Memaksakan ekspresi santai.
"Rahasia apa yang menurutmu aku sembunyikan?"
Yan Yuxing tersenyum.
Tipis.
Berbahaya.
"Aku tidak bisa membaca pikiranmu."
"Tapi…"
"Ada beberapa rahasia yang terlihat… bahkan sebelum diucapkan.".
Su Yelan merasakan dingin merambat di punggungnya.
"Apa maksudmu?"
Namun sebelum ia mendapat jawaban,
langkah kaki tergesa terdengar.
A-Shun muncul dan berbisik cepat di telinga Yan Yuxing.
Ekspresi Yan Yuxing berubah.
Alisnya mengerut.
"Parah?"
A-Shun menunduk.
"Kasim Jin berkata… semua tabib istana tidak mampu."
Hening sejenak.
Lalu Yan Yuxing menoleh pada Su Yelan.
"Kita lanjutkan nanti."
Nada suaranya berubah serius.
"Ada masalah di istana.
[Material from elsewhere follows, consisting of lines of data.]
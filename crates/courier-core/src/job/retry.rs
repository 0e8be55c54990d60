//! Retry policy for jobs that report `Retry`.
//!
//! Capped exponential backoff without jitter:
//!
//! - delay before retry `n` (1-based) = `initial_backoff_ms * 2^(n-1)`
//! - never more than `max_backoff_ms`
//! - at most `max_attempts` executions in total, after which the job is dropped

use std::time::Duration;

use serde::{Deserialize, Serialize};

#[derive(Debug, Clone, PartialEq, Eq, Serialize, Deserialize)]
pub struct RetryPolicy {
    #[serde(default = "default_max_attempts")]
    pub max_attempts: u32,
    #[serde(default = "default_initial_backoff_ms")]
    pub initial_backoff_ms: u64,
    #[serde(default = "default_max_backoff_ms")]
    pub max_backoff_ms: u64,
}

fn default_max_attempts() -> u32 {
    5
}

fn default_initial_backoff_ms() -> u64 {
    10_000
}

fn default_max_backoff_ms() -> u64 {
    300_000
}

impl Default for RetryPolicy {
    fn default() -> Self {
        Self {
            max_attempts: default_max_attempts(),
            initial_backoff_ms: default_initial_backoff_ms(),
            max_backoff_ms: default_max_backoff_ms(),
        }
    }
}

impl RetryPolicy {
    /// Whether a job that has run `attempts_made` times may run again.
    pub fn allows_retry(&self, attempts_made: u32) -> bool {
        attempts_made < self.max_attempts
    }

    /// Delay before the next run of a job that has run `attempts_made` times.
    pub fn delay_for(&self, attempts_made: u32) -> Duration {
        let exponent = attempts_made.saturating_sub(1).min(32);
        let ms = self
            .initial_backoff_ms
            .saturating_mul(1u64 << exponent)
            .min(self.max_backoff_ms);
        Duration::from_millis(ms)
    }
}

#[cfg(test)]
mod tests {
    use super::*;

    #[test]
    fn backoff_doubles_then_caps() {
        let policy = RetryPolicy {
            max_attempts: 10,
            initial_backoff_ms: 100,
            max_backoff_ms: 1_000,
        };
        let delays: Vec<u64> = (1..=6)
            .map(|n| policy.delay_for(n).as_millis() as u64)
            .collect();
        assert_eq!(delays, [100, 200, 400, 800, 1_000, 1_000]);
    }

    #[test]
    fn huge_attempt_counts_do_not_overflow() {
        let policy = RetryPolicy::default();
        assert_eq!(
            policy.delay_for(u32::MAX),
            Duration::from_millis(policy.max_backoff_ms)
        );
    }

    #[test]
    fn attempts_are_bounded() {
        let policy = RetryPolicy {
            max_attempts: 3,
            ..RetryPolicy::default()
        };
        assert!(policy.allows_retry(1));
        assert!(policy.allows_retry(2));
        assert!(!policy.allows_retry(3));
    }
}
Aku butuh bantuanmu."
Ia menatapnya dalam.
"Dan kali ini… jangan menolak."
...----------------...
Su Yelan tidak pernah menyangka,
ia akan kembali ke tempat itu.
Istana Kekaisaran.
Tempat yang pernah menjadi dunianya.
Tempat yang… juga menghancurkannya.
Ia berjalan di lorong panjang, langkahnya tenang.
Terlalu tenang.
Seolah tempat ini tidak asing baginya.
Padahal seharusnya, ia hanyalah seorang tabib desa.
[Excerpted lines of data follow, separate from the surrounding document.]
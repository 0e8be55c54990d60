pub mod channel;
pub mod config;
pub mod init;
pub mod named_user;
pub mod run_actions;
pub mod serve;

use std::future::Future;
use std::path::Path;
use std::sync::Arc;

use anyhow::Context;
use courier_core::action::{BatchHost, BatchSummary, RequestId};
use courier_core::config::Config;
use courier_core::job::JobWorker;
use courier_core::Courier;
use tokio::sync::mpsc;

// ---------------------------------------------------------------------------
// One-shot sessions
// ---------------------------------------------------------------------------

/// Forwards finished batches to the command waiting on them.
struct FinishedBatches(mpsc::UnboundedSender<(RequestId, BatchSummary)>);

impl BatchHost for FinishedBatches {
    fn batch_finished(&self, request: RequestId, summary: BatchSummary) {
        let _ = self.0.send((request, summary));
    }
}

/// A courier instance opened for a single command. Opening schedules the
/// named-user reconciliation left over from earlier runs; jobs queued by the
/// command run when the session is drained.
pub struct Session {
    pub courier: Courier,
    worker: JobWorker,
    finished: mpsc::UnboundedReceiver<(RequestId, BatchSummary)>,
}

impl Session {
    pub fn open(root: &Path) -> anyhow::Result<Self> {
        let config = Config::load(root).context("failed to load config")?;
        let (tx, finished) = mpsc::unbounded_channel();
        let (courier, worker) = Courier::open(root, &config, Arc::new(FinishedBatches(tx)))
            .context("failed to open courier store")?;
        courier
            .named_user()
            .init()
            .context("failed to schedule named user reconciliation")?;
        Ok(Self {
            courier,
            worker,
            finished,
        })
    }

    /// Wait for `request` to finish and return its summary.
    pub async fn wait_for(&mut self, request: RequestId) -> anyhow::Result<BatchSummary> {
        while let Some((finished, summary)) = self.finished.recv().await {
            if finished == request {
                return Ok(summary);
            }
        }
        anyhow::bail!("batch {request} never finished")
    }

    /// Run every queued job, then stop accepting new ones. Retries scheduled
    /// for later are left to the next run.
    pub async fn drain(mut self) -> usize {
        let ran = self.worker.run_until_idle().await;
        self.courier.shutdown();
        tracing::debug!(jobs = ran, "session drained");
        ran
    }
}

pub fn block_on<F: Future>(future: F) -> anyhow::Result<F::Output> {
    let rt = tokio::runtime::Runtime::new()?;
    Ok(rt.block_on(future))
}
Yan Yuxing mengamatinya diam-diam.
Dan keyakinan di hatinya semakin kuat.
Itu pasti dia.
Ketika mereka tiba di Istana Harmoni,
semua pelayan berlutut.
"Hidup Kaisar Xinghuan!"
Suara itu menggema.
Namun Su Yelan tidak terkejut.
Tidak sedikit pun.
Karena ia sudah tahu, sejak awal.
Yan Yuxing.
Bukan sekadar Tuan Keenam.
Ia adalah mantan kaisar.
Di dalam aula, seorang anak kecil terbaring di ranjang naga.
Tubuhnya lemah.
Wajahnya pucat.
Namun tetap… indah.
Su Yelan melangkah mendekat.
Dan saat ia melihat wajah itu, dunia seolah runtuh.
Anak itu…
memiliki tujuh bagian wajah Yan Yuxing.
Dan tiga bagian miliknya.
Tidak.
Tidak mungkin.
Dalam kehidupan sebelumnya, anaknya…
sudah mati.
Dibunuh.
Oleh ayahnya sendiri.
Tangannya gemetar.
Pandangannya kabur.
Lalu anak kecil itu membuka mata.
Saat melihat Yan Yuxing, wajahnya langsung bersinar.
Ia berusaha bangkit.
Suaranya lemah.
Serak.
Namun penuh harapan.
"…Ayah…"
Satu kata itu, menghantam hati Su Yelan tanpa ampun.
Seolah membuka luka lama, yang belum pernah benar-benar sembuh.